Dataset entries
════════════════════

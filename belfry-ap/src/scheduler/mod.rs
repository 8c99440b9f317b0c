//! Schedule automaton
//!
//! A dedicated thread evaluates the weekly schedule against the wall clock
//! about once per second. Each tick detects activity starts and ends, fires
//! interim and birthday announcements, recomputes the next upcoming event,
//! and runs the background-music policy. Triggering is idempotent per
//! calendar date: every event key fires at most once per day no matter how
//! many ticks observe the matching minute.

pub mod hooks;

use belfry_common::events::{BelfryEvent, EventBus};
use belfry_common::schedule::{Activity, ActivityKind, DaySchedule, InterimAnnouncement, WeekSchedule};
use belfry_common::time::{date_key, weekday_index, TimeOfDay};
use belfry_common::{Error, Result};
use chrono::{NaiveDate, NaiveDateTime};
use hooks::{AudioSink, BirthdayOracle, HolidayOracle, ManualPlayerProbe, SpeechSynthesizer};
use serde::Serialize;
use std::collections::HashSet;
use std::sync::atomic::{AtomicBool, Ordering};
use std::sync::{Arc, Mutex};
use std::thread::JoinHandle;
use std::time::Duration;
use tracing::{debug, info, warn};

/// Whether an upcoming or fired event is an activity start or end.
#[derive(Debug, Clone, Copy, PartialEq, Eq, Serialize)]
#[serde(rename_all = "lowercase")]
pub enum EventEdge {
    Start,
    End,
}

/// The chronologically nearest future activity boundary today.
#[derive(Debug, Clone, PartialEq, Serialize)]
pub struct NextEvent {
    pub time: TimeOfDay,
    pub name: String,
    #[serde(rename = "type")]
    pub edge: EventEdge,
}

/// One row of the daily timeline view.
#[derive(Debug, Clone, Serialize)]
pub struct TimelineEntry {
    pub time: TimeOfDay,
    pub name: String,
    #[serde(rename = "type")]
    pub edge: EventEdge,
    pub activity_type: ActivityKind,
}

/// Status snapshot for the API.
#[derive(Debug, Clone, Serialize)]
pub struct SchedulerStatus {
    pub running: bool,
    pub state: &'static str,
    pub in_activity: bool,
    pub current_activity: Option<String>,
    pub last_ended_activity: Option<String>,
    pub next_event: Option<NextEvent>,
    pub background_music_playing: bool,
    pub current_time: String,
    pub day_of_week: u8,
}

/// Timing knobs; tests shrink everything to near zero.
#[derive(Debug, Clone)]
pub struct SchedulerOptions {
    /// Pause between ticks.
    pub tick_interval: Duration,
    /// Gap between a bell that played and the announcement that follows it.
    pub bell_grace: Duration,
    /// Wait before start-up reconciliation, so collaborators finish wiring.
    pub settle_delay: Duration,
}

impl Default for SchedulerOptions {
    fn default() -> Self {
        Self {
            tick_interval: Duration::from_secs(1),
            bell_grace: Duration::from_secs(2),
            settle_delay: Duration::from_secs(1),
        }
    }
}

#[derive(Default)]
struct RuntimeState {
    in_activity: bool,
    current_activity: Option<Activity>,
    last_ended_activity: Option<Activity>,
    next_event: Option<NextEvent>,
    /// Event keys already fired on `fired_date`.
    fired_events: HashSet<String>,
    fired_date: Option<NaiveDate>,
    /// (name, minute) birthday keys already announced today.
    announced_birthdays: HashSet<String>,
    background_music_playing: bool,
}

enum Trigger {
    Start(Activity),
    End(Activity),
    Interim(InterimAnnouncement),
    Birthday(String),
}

════════════════════

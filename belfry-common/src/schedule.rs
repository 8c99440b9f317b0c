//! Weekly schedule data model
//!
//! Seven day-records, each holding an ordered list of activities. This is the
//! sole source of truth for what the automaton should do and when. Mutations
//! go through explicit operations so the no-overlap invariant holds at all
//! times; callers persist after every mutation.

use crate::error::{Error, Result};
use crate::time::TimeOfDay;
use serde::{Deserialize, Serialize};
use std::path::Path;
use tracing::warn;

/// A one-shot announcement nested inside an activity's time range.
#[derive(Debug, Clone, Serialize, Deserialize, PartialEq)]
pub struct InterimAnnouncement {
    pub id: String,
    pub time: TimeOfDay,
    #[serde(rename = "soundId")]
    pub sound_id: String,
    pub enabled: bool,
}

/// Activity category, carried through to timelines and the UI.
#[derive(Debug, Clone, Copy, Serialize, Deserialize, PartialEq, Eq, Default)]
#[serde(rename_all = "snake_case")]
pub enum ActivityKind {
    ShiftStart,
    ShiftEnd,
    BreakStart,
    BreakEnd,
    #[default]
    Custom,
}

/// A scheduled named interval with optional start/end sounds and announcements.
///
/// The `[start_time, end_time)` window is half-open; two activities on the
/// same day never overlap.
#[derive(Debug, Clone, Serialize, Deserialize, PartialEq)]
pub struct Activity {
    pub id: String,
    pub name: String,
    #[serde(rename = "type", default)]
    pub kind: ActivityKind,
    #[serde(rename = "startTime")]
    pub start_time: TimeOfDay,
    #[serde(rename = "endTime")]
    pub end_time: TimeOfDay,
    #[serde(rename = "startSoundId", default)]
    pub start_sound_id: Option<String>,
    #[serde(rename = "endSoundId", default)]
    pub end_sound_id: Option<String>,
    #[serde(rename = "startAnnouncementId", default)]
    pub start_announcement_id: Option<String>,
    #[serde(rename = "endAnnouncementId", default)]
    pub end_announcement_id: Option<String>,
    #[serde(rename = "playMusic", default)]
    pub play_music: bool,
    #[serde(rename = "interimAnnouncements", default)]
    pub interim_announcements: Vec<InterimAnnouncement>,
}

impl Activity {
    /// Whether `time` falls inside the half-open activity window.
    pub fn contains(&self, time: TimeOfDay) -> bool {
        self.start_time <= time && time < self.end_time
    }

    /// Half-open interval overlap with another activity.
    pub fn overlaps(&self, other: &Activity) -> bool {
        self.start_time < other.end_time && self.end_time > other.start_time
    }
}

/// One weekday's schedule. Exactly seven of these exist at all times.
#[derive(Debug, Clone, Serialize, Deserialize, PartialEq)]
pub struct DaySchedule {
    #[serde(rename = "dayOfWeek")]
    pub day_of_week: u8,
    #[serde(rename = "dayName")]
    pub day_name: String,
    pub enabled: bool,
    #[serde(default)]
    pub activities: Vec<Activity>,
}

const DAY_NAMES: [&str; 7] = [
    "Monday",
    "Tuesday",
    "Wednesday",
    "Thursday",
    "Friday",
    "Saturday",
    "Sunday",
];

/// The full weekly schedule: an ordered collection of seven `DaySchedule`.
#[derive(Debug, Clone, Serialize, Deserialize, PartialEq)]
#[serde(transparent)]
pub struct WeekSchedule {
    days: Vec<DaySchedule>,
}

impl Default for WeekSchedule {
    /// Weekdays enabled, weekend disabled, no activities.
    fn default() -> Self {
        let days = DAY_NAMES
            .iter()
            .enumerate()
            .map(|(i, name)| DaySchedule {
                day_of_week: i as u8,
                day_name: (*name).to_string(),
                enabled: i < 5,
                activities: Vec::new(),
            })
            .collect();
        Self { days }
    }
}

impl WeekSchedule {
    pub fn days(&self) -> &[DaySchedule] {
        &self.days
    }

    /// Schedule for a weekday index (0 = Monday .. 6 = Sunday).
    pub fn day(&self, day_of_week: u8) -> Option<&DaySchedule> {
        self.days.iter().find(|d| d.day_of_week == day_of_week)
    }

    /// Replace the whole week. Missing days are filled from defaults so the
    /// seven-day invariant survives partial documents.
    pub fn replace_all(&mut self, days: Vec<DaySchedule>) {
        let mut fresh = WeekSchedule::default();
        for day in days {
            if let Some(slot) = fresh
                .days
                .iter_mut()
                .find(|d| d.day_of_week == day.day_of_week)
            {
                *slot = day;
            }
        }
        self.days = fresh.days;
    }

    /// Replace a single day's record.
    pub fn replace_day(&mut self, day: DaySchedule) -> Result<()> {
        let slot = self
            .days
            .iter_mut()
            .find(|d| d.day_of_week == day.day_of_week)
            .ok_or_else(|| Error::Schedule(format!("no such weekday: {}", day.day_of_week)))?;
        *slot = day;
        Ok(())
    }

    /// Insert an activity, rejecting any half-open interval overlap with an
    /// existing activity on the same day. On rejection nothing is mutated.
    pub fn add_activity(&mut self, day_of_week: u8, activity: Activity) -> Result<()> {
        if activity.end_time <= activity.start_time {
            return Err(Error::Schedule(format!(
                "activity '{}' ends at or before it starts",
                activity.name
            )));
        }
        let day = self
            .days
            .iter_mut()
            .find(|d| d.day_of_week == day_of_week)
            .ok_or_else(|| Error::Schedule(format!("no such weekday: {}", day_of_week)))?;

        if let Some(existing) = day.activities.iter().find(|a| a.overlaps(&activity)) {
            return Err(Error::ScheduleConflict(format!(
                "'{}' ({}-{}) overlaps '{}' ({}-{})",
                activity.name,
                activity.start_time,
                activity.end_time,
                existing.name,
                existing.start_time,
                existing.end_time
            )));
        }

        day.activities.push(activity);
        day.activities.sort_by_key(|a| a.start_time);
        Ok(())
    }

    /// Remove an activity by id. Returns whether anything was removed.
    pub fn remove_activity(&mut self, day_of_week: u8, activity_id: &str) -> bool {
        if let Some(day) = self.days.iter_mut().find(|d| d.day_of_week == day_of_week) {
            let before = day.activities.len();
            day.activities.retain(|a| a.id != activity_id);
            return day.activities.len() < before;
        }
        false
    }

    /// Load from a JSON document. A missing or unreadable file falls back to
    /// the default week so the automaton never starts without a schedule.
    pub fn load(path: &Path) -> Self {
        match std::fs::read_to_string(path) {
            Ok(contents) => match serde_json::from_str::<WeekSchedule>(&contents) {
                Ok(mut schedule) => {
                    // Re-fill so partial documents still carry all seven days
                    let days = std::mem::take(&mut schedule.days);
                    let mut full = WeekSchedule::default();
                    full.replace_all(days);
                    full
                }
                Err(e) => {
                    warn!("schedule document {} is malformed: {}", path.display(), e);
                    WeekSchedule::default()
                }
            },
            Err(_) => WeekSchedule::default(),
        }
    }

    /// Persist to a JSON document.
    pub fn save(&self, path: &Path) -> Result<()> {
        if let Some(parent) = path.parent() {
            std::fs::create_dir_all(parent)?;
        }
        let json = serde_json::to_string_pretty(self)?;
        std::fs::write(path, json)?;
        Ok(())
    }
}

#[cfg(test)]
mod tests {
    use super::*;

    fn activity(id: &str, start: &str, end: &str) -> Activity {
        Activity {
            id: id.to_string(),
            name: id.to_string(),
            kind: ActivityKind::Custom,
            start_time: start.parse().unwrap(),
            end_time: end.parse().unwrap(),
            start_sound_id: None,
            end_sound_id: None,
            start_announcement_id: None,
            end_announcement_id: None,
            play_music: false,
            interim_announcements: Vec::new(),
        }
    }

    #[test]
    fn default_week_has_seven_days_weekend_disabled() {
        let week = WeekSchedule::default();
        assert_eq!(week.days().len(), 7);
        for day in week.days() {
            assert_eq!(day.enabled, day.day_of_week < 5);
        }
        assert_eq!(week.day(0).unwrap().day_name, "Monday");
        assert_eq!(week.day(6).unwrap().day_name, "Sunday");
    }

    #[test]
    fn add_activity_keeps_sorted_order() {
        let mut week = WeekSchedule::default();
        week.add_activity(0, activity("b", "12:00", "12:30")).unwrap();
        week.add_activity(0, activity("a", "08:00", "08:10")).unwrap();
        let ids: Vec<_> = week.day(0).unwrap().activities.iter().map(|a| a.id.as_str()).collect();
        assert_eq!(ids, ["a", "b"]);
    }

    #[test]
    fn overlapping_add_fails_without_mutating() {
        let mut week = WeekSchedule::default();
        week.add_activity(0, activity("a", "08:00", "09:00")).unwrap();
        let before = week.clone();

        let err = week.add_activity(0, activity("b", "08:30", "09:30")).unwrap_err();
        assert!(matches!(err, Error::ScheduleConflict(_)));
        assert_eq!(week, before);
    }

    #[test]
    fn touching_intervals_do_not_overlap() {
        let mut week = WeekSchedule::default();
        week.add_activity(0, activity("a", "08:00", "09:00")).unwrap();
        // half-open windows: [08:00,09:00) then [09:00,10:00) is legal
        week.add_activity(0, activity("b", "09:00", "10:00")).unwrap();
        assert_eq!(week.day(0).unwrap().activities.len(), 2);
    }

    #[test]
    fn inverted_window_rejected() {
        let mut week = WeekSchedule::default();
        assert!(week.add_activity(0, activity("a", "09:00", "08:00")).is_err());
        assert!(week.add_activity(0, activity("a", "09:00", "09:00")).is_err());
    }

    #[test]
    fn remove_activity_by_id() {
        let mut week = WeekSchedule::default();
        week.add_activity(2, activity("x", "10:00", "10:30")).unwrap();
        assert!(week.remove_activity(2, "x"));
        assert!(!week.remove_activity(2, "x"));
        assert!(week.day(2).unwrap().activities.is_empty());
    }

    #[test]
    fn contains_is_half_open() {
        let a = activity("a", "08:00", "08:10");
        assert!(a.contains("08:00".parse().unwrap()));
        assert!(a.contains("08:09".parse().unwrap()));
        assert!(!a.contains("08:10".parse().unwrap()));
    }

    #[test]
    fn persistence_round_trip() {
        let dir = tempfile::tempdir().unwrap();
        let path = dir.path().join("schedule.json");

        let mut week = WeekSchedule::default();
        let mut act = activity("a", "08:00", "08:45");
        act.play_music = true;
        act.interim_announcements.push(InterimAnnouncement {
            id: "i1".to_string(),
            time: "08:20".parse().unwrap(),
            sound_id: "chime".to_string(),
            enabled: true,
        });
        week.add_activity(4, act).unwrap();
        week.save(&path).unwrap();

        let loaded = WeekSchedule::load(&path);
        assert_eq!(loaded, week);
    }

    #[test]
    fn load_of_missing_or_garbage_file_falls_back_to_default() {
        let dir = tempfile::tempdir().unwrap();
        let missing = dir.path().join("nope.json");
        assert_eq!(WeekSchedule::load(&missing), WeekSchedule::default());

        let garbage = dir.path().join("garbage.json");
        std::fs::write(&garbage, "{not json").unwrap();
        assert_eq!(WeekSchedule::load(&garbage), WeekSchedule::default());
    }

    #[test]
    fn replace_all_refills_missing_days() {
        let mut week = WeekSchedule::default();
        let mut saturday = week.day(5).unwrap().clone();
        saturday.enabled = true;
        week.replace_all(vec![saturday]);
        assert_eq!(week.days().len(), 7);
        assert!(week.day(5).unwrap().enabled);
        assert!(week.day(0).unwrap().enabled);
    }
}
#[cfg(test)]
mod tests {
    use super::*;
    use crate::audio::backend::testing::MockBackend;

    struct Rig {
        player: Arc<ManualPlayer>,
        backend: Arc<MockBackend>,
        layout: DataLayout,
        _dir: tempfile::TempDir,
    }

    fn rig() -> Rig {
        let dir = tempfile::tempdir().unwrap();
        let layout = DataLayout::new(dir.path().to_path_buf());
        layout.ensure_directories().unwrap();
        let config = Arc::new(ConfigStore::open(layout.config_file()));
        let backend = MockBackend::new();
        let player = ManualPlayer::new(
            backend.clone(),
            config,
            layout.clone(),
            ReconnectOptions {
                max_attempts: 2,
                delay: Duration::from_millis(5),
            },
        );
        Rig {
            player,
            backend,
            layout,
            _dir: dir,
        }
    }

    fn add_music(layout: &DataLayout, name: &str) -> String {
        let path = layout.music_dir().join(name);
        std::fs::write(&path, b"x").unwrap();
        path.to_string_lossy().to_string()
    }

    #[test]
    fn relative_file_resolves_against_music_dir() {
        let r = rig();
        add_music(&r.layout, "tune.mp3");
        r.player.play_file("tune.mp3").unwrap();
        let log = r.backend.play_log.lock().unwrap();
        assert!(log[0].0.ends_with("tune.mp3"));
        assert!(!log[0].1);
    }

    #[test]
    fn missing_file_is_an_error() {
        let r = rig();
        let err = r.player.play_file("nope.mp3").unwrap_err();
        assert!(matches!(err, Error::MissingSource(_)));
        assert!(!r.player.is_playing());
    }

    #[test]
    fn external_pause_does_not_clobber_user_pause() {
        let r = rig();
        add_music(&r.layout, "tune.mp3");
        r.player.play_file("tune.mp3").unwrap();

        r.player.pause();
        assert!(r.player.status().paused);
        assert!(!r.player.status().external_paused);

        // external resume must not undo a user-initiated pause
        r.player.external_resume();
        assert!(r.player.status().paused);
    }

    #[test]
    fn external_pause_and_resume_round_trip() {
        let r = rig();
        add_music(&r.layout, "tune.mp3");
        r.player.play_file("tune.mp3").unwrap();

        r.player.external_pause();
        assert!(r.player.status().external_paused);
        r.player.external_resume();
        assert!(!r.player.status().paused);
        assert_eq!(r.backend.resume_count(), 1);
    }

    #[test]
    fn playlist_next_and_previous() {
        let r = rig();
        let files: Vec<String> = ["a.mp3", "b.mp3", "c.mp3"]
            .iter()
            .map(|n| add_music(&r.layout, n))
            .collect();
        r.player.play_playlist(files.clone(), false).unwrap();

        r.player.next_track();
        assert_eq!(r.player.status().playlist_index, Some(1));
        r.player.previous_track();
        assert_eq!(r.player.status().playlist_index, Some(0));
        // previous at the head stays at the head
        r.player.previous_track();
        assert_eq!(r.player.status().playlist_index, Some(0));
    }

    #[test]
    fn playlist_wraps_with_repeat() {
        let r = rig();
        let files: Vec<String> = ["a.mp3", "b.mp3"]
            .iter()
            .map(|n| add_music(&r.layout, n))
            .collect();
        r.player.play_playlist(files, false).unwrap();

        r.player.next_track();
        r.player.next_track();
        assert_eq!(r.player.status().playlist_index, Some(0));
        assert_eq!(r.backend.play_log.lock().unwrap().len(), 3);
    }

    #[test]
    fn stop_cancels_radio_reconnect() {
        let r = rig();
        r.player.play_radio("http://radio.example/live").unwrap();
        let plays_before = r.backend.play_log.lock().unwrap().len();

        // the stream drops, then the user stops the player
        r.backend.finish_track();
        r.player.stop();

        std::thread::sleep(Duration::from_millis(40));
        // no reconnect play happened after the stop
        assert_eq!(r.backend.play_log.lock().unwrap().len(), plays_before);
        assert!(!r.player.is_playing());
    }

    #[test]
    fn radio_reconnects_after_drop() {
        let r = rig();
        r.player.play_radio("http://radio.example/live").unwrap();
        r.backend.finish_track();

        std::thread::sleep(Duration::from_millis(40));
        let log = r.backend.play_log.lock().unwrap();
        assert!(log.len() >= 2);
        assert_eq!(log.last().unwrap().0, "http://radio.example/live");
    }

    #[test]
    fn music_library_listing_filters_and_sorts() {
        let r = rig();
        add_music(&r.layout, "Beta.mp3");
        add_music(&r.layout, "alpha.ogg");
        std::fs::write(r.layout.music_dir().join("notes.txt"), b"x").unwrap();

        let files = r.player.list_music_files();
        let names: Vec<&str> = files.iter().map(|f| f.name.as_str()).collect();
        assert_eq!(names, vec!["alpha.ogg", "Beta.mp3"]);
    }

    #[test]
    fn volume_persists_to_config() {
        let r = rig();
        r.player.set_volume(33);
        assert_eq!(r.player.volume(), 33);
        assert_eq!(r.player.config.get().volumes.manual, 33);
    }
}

════════════════════

### EXERCISE DIRECTIONS
Return each line of the entries that holds the string "automaton".

### ANSWER TO THIS EXERCISE
//! Schedule automaton
//! sole source of truth for what the automaton should do and when. Mutations
    /// the default week so the automaton never starts without a schedule.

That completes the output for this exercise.